駒崎八千代は喧嘩騒ぎの後、滅茶苦茶になった音楽室の片付けて柴谷先生も手伝ってくれたがその表情は険しく、片付けが終わった後ようやく話してくれた。
みんなよく聞いてくれ、既に知ってる人もいるが今日は最悪の登校日になった。
まずつい先程トロンボーンの久保田君、チューバの岩元君、パーカッションの尾上君が練習前に二年四組の朝霧君に激しい暴行を加えた。
幸い彼の友人が証拠も押さえ、私を引っ張り出してくれたから軽い怪我で済んだものの……既に警察沙汰になって全国ニュースになってもおかしくないほど激しい暴行で、あのままだったら更にエスカレートして確実に取り返しのつかないことになっていた。
もう一つはフルートの守屋恵美さんと二組の桜木春菜さん、原因は問わないが、みんなによれば桜木さんは凄まじい剣幕で守屋さんに殴りかかった。

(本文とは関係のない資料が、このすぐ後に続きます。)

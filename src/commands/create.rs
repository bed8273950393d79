use anyhow::{Context, Result};
use std::path::{Path, PathBuf};

use crate::config::ScaffoldConfig;
use crate::error::ScaffoldError;
use crate::features::{Feature, FeatureSelection, HookPlan, install_build, install_hooks};
use crate::manifest::{TsConfig, file_exists};
use crate::output::{self, ConsoleOutput, Output};
use crate::process::SystemRunner;
use crate::project::Project;
use crate::selection::{RealSelectionProvider, SelectionProvider};
use crate::traits::CommandRunner;

pub const FEATURE_PROMPT: &str = "Check the features needed for your project";
pub const DEV_SCRIPT: &str = "ts-node-dev --respawn --transpile-only src/index.ts";
pub const DEV_COMMENT: &str = "start the development environment";

/// External collaborators the scaffold sequence talks to
pub struct ScaffoldContext<'a> {
    pub runner: &'a dyn CommandRunner,
    pub selection: &'a dyn SelectionProvider,
    pub output: &'a dyn Output,
    pub config: &'a ScaffoldConfig,
}

/// Scaffolds `name` under the current directory with the real terminal and tools
///
/// # Errors
/// Returns an error if the name is taken, a tool fails or a file cannot be handled;
/// nothing already created is removed
pub fn create_project(name: &str) -> Result<()> {
    let base_dir = std::env::current_dir().context("Failed to get current directory")?;
    let config = ScaffoldConfig::load()?;
    let output = ConsoleOutput::new();
    let ctx = ScaffoldContext {
        runner: &SystemRunner,
        selection: &RealSelectionProvider,
        output: &output,
        config: &config,
    };
    create_project_with(&ctx, &base_dir, name)
}

/// Test version that accepts injected collaborators and a base directory
///
/// # Errors
/// Returns `ScaffoldError::NameCollision` if `name` exists in `base_dir`, and otherwise
/// the first failure from a tool, the prompt or a file operation
pub fn create_project_with(ctx: &ScaffoldContext<'_>, base_dir: &Path, name: &str) -> Result<()> {
    let project_dir = ensure_name_available(base_dir, name)?;
    let project = Project::new(project_dir, ctx.runner, ctx.config);

    log::info!("Creating project directory {}", project.dir().display());
    init_project_dir(&project, name)?;

    log::info!("Installing TypeScript");
    install_typescript(&project)?;

    log::info!("Installing Node.js type declarations");
    install_types_node(&project)?;

    log::info!("Prompting for features");
    let selection = select_features(ctx.selection, ctx.output)?;
    install_features(&project, &selection)?;

    log::info!("Installing development environment");
    install_dev_environment(&project)?;

    print_completion(ctx.output, name);
    Ok(())
}

/// Fails if `name` already exists directly in `base_dir`
///
/// # Errors
/// Returns `ScaffoldError::NameCollision` when the name is taken
pub fn ensure_name_available(base_dir: &Path, name: &str) -> Result<PathBuf> {
    let path = base_dir.join(name);
    if file_exists(base_dir, name) {
        return Err(ScaffoldError::NameCollision { path }.into());
    }
    Ok(path)
}

fn init_project_dir(project: &Project<'_>, name: &str) -> Result<()> {
    std::fs::create_dir(project.dir()).map_err(|source| ScaffoldError::FileWrite {
        path: project.dir().to_path_buf(),
        source,
    })?;
    project.npm(&["init", "-y"])?;
    project.update_manifest(|manifest| {
        manifest.set("name", name);
        manifest.set("description", name);
    })
}

/// Installs the compiler, then replaces its generated config with ours
fn install_typescript(project: &Project<'_>) -> Result<()> {
    project.install_dev(&["typescript"])?;
    project.npx(&["tsc", "--init"])?;
    TsConfig::default().write_to(project.dir())?;
    project.write_file("src/index.ts", "")
}

fn install_types_node(project: &Project<'_>) -> Result<()> {
    project.install_dev(&["@types/node"])
}

/// Shows the banner and asks which features to add
///
/// # Errors
/// Returns an error if the prompt fails or returns a name outside the catalog
pub fn select_features(
    provider: &dyn SelectionProvider,
    out: &dyn Output,
) -> Result<FeatureSelection> {
    let title = format!("TS CLI v{}", env!("CARGO_PKG_VERSION"));
    out.clear();
    out.line(&output::banner(&title));
    out.line("Start initializing the project:");
    out.line("");

    let names = provider.select_many(FEATURE_PROMPT, Feature::choices())?;
    let selection = FeatureSelection::from_names(&names)?;
    log::info!("Selected features: {:?}", selection);
    Ok(selection)
}

/// Installs the selected features in catalog order, then hooks and build
///
/// # Errors
/// Returns an error as soon as any installer fails
pub fn install_features(project: &Project<'_>, selection: &FeatureSelection) -> Result<()> {
    for feature in selection.iter() {
        feature.install(project)?;
    }
    install_hooks(project, &HookPlan::from_selection(selection))?;
    install_build(project, selection)
}

fn install_dev_environment(project: &Project<'_>) -> Result<()> {
    project.install_dev(&["ts-node-dev"])?;
    project.update_manifest(|manifest| {
        manifest.set_script("dev:comment", DEV_COMMENT);
        manifest.set_script("dev", DEV_SCRIPT);
    })
}

fn print_completion(out: &dyn Output, name: &str) {
    out.line(&format!(
        "Successfully created project {}",
        output::highlight(name)
    ));
    out.line("Get started with the following commands:");
    out.line("");
    out.line(&output::command_hint(&format!("cd {name}")));
    out.line(&output::command_hint("npm run dev"));
    out.line("");
}
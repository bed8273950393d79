use std::path::PathBuf;

use thiserror::Error;

/// Failures that end a scaffolding run.
///
/// These travel inside `anyhow::Error` so callers can add context freely; the
/// binary downcasts to recover the process exit code.
#[derive(Debug, Error)]
pub enum ScaffoldError {
    #[error("{} already exists", .path.display())]
    NameCollision { path: PathBuf },

    #[error("`{command}` exited with {}", describe_code(.code))]
    ExternalProcess { command: String, code: Option<i32> },

    #[error("failed to start `{program}`")]
    Spawn {
        program: String,
        #[source]
        source: std::io::Error,
    },

    #[error("failed to read {}", .path.display())]
    FileRead {
        path: PathBuf,
        #[source]
        source: std::io::Error,
    },

    #[error("failed to write {}", .path.display())]
    FileWrite {
        path: PathBuf,
        #[source]
        source: std::io::Error,
    },

    #[error("invalid JSON in {}", .path.display())]
    Json {
        path: PathBuf,
        #[source]
        source: serde_json::Error,
    },

    #[error("unknown feature '{0}'")]
    UnknownFeature(String),

    #[error("feature selection failed: {0}")]
    Prompt(String),
}

fn describe_code(code: &Option<i32>) -> String {
    match code {
        Some(code) => format!("status {code}"),
        None => "no status (terminated by signal)".to_string(),
    }
}

impl ScaffoldError {
    /// Exit code the process should terminate with.
    ///
    /// External process failures hand back the child's own status when there is one.
    #[must_use]
    pub fn exit_code(&self) -> i32 {
        match self {
            ScaffoldError::ExternalProcess {
                code: Some(code), ..
            } if *code != 0 => *code,
            _ => 1,
        }
    }
}

/// Looks through an error chain for a [`ScaffoldError`] and returns its exit code.
#[must_use]
pub fn exit_code_for(err: &anyhow::Error) -> i32 {
    err.chain()
        .find_map(|cause| cause.downcast_ref::<ScaffoldError>())
        .map_or(1, ScaffoldError::exit_code)
}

みんなが止めなかったことは責めない、自分も怪我する可能性もあったからね。
だが守屋さん、素手でやり返すならわかるが、あろうことか重いチューバで殴ったことは庇えないし、絶対に許すことはできない。片付けてる間、私は明後日の九州大会出場を辞退しようかと考えたくらいだ。
それで音楽室がざわつく、そんな辞退だなんて……隣にいる三年生の先輩はもう諦めてる様子だ。そうだよね、柴谷先生が音楽の楽しさを教え直してくれただけでもよかったもんね。
「だが、二年生や三年生は私が赴任してくる前に前顧問の悲惨な理不尽に耐えてきたことを無駄に出来ない。朝霧君を暴行した尾上君、岩元君、久保田君、そして守屋さんの四人にはしばらくの間一切の部活動を禁止、当然コンクール出場メンバーの久保田君も外れてもらう」
それで音楽室はざわつく、空席になったトロンボーンは誰だ? みんなそう考えたに違いない、だが柴谷先生は既に決めている表情だった。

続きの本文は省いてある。